Incidents entre supporters: L'Intérieur s'en prend aux dirigeants des clubs de Ligue 1
FOOTBALL•Après les graves incidents ayant eu lieu à Nice dimanche...Avec AFP
Le ministère de l'Intérieur s'en est pris lundi aux dirigeants de clubs de foot qui «doivent montrer l'exemple» estimant que le «football est encore malade de ces pseudo-supporteurs» après les incidents dimanche avant le match de L1 Nice-Saint-Étienne. «Les affrontements au péage de Bollène au printemps dernier, les menaces de mort proférées ces dernières semaines à l'encontre du chef de la division nationale de lutte contre le hooliganisme, ou encore les incidents d'hier (dimanche) à Nice, montrent bien que le football est encore malade d'une partie de ses pseudo-supporters», a déclaré le porte parole du ministère Pierre Henry Brandet.
«Il faut que certains dirigeants montrent l'exemple et arrêtent de fustiger en permanence et publiquement l'action du ministère» de l'Intérieur «dès que des arrêtés, notamment d'interdiction de déplacement de supporteurs, sont pris», a-t-il ajouté. «Il faut arrêter de hurler au scandale quand l'État fait face à ses responsabilités et prend les mesures préventives qui s'imposent», a encore fait valoir M. Brandet.
200 sièges ont été arrachés, il y a eu des rixes et des CRS ont été appelés en renfort dimanche au stade de l'Allianz Riviera à Nice, avant la rencontre perdue face à Saint-Étienne (1-0), qui s'est tenue en l'absence des supporteurs stéphanois évacués à la suite de ces incidents. Huit personnes ont été légèrement blessées, dont deux stadiers, a indiqué André Bloch, responsable de la sécurité de l'OGCN, annonçant un dépôt de plainte contre X pour dégradations et l'envoi de la facture à l'AS Saint-Etienne.

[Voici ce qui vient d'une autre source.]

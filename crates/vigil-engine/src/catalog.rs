//! Scenario catalog
//!
//! The catalog is read-only after construction and shared across concurrent
//! requests behind an `Arc`. Ordering is discovery order (sorted by path when
//! loaded from disk) and never changes for the catalog's lifetime.

use crate::error::CatalogError;
use crate::scenario::{normalize_tag, Scenario, ScenarioFile};
use std::collections::{HashMap, HashSet};
use std::path::{Component, Path};
use std::sync::Arc;
use tracing::{debug, info};

/// Immutable, ordered set of known scenarios
#[derive(Debug, Clone, Default)]
pub struct ScenarioCatalog {
    scenarios: Vec<Arc<Scenario>>,
    by_path: HashMap<String, usize>,
}

impl ScenarioCatalog {
    /// Build a catalog from scenarios in discovery order
    pub fn from_scenarios<I>(scenarios: I) -> Result<Self, CatalogError>
    where
        I: IntoIterator<Item = Scenario>,
    {
        let mut catalog = Self::default();
        for scenario in scenarios {
            if catalog.by_path.contains_key(scenario.id()) {
                return Err(CatalogError::Duplicate(scenario.id().to_string()));
            }
            catalog
                .by_path
                .insert(scenario.id().to_string(), catalog.scenarios.len());
            catalog.scenarios.push(Arc::new(scenario));
        }
        Ok(catalog)
    }

    /// Discover `**/*.<extension>` files under `root`, sorted by relative path
    pub fn load(root: &Path, extension: &str) -> Result<Self, CatalogError> {
        if !root.is_dir() {
            return Err(CatalogError::MissingRoot {
                path: root.to_path_buf(),
            });
        }

        let pattern = root.join("**").join(format!("*.{extension}"));
        let pattern = pattern.to_string_lossy();
        let entries = glob::glob(&pattern).map_err(|e| CatalogError::Pattern(e.to_string()))?;

        let mut files = Vec::new();
        for entry in entries {
            let path = entry.map_err(|e| CatalogError::Io {
                path: e.path().to_path_buf(),
                message: e.error().to_string(),
            })?;
            if path.is_file() {
                let id = scenario_id(root, &path);
                files.push((id, path));
            }
        }
        files.sort_by(|a, b| a.0.cmp(&b.0));

        let mut scenarios = Vec::with_capacity(files.len());
        for (id, path) in files {
            let content = std::fs::read_to_string(&path).map_err(|e| CatalogError::Io {
                path: path.clone(),
                message: e.to_string(),
            })?;
            let file: ScenarioFile = toml::from_str(&content).map_err(|e| CatalogError::Parse {
                path: path.clone(),
                message: e.to_string(),
            })?;
            debug!(scenario = %id, steps = file.steps.len(), "loaded scenario");
            scenarios.push(Scenario::new(id, file));
        }

        let catalog = Self::from_scenarios(scenarios)?;
        info!(root = %root.display(), scenarios = catalog.len(), "scenario catalog loaded");
        Ok(catalog)
    }

    /// Scenarios carrying at least one of `tags`; an empty list matches nothing
    pub fn scenarios_matching_tags<S: AsRef<str>>(&self, tags: &[S]) -> Vec<Arc<Scenario>> {
        let wanted: HashSet<&str> = tags.iter().map(|t| normalize_tag(t.as_ref())).collect();
        if wanted.is_empty() {
            return Vec::new();
        }
        self.scenarios
            .iter()
            .filter(|scenario| {
                scenario
                    .tags()
                    .iter()
                    .any(|tag| wanted.contains(normalize_tag(tag)))
            })
            .cloned()
            .collect()
    }

    /// Every scenario in catalog order
    pub fn all_scenarios(&self) -> Vec<Arc<Scenario>> {
        self.scenarios.clone()
    }

    /// Scenario with exactly this path
    pub fn scenario_by_path(&self, path: &str) -> Option<Arc<Scenario>> {
        self.by_path
            .get(path)
            .and_then(|index| self.scenarios.get(*index))
            .cloned()
    }

    /// Scenario paths in catalog order
    pub fn paths(&self) -> Vec<String> {
        self.scenarios.iter().map(|s| s.id().to_string()).collect()
    }

    /// Number of scenarios
    pub fn len(&self) -> usize {
        self.scenarios.len()
    }

    /// Whether the catalog is empty
    pub fn is_empty(&self) -> bool {
        self.scenarios.is_empty()
    }
}

/// Relative path with `/` separators, independent of the host platform
fn scenario_id(root: &Path, path: &Path) -> String {
    let relative = path.strip_prefix(root).unwrap_or(path);
    relative
        .components()
        .filter_map(|component| match component {
            Component::Normal(part) => Some(part.to_string_lossy().into_owned()),
            _ => None,
        })
        .collect::<Vec<_>>()
        .join("/")
}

Une source proche du dossier à Beauvau a par ailleurs déclaré que «certains clubs doivent enfin prendre leurs responsabilités» et que les incidents les plus graves impliquent régulièrement des ultras notamment lyonnais, stéphanois ou niçois. «Il y a des responsables de clubs qui ne souhaitent pas faire le ménage dans leur tribune, a estimé cette source, et ce sont les mêmes qui accusent les pouvoirs publics de ne pas prendre la mesure du problème». «Ces dirigeants, toujours selon cette source, protègent parfois leurs supporteurs les plus radicaux pourtant bien connus et identifiés».